Seketika Agus, Nanang, dan Felix mimisan di tempat.
Suara merdu dari vokalis Payung Teduh berakhir tepat di depan rumah Tami. Wanita dengan wajah kecil itu memamerkan senyumnya pada Andi. Ia tak kunjung keluar, entah apa yang membuatnya tetap bertahan menunggu musik selanjutnya terputar. Saat bunyi melodi gitar klasik dari Payung Teduh mendayu, ia mendekat ke arah Andi.
"Kamu masih ingat perkataan bodoh kamu tentang orang yang bakal jadi kekasih kamu nantinya?" tanya Tami. Matanya tetap bertahan pada Andi.
"Itu kan waktu gua kecil dulu, sekarang mah beda." Andi mengalihkan pandangannya dari Tami.
Tami tertawa kecil. "Kamu bilang kalau kamu mau cari pacar nantinya yang kaya aku."
"Iya, yang kaya Tami, cuma bukan Tami. Seorang cewek yang paling mengerti gua. Cewek yang ga pernah gengsian sama gua, persis kaya Tami." balas Andi.
"Aku suka sama kamu Andi." Tami mendekatkan wajahnya pada Andi. Ia mengecup pipi kiri kiri Andi. "Sarah pernah bilang ke aku kalau setiap cewek yang dekat sama kamu pada akhirnya bakal jatuh cinta. Dan itu terjadi."
"Tapi aku udah nganggap Tami kaya adik aku sendiri. Kita udah sama-sama dari kecil. Dari kita sama-sama pake kolor waktu main ke luar rumah."

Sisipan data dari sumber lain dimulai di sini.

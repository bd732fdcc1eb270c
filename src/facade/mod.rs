mod outbox;

pub use outbox::{ManageCommand, RequestOutbox};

"Cinta itu datang ga kenal waktu, ke kenal orang. Dia bebas berlabuh ke mana aja." Tami menghela napas. "Tapi bukan berarti kamu bisa jadi milik aku. Ada seseorang yang lebih pantas."
"Siapa?"
"Kamu yang bilang sendiri, semua cewek yang dekat sama kamu pada akhirnya bakal jatuh cinta. Sarah juga ngerasain hal yang sama. Cuma dia ga mau ungkapin karena ada aku."
"Sarah? Dari mana Tami tau?" tanya Andi.
"Dia cerita sama aku. Dia senang banget karena kamu nembak dia. Baikan lagi ya sama Sarah. Dia udah lama suka sama kamu, dia kepingin ngerubah kamu jadi anak yang baik. Ga bandel kaya dulu."
Hidung Andi kempas-kempis kaya jantung diajak lari lima kilometer. Dadanya deg-degan kaya main ML cuma tinggal satu tower lagi, eh malah kena comeback sama lawan. Hatinya girang kaya tante-tante baru dapet brondong. Pokoknya seneng banger. Tangan mengepal kepingin mencari Sarah sesegera mungkin.
Di dalam hati Andi berkata, ternyata pelet dari lo memang manjur, Gus!!!!!
Ia menyisir rambutnya yang diminyakin pake kemiri. Ini adalah resep ganteng pelekat cewek dari Agus. Kata bapak Agus kalau cowok pake minyak kemiri, gantengnya bakal meningkat sekian persen. Buktinya aja bapaknya Agus ngedapetin emaknya Agus pake minyak kemiri.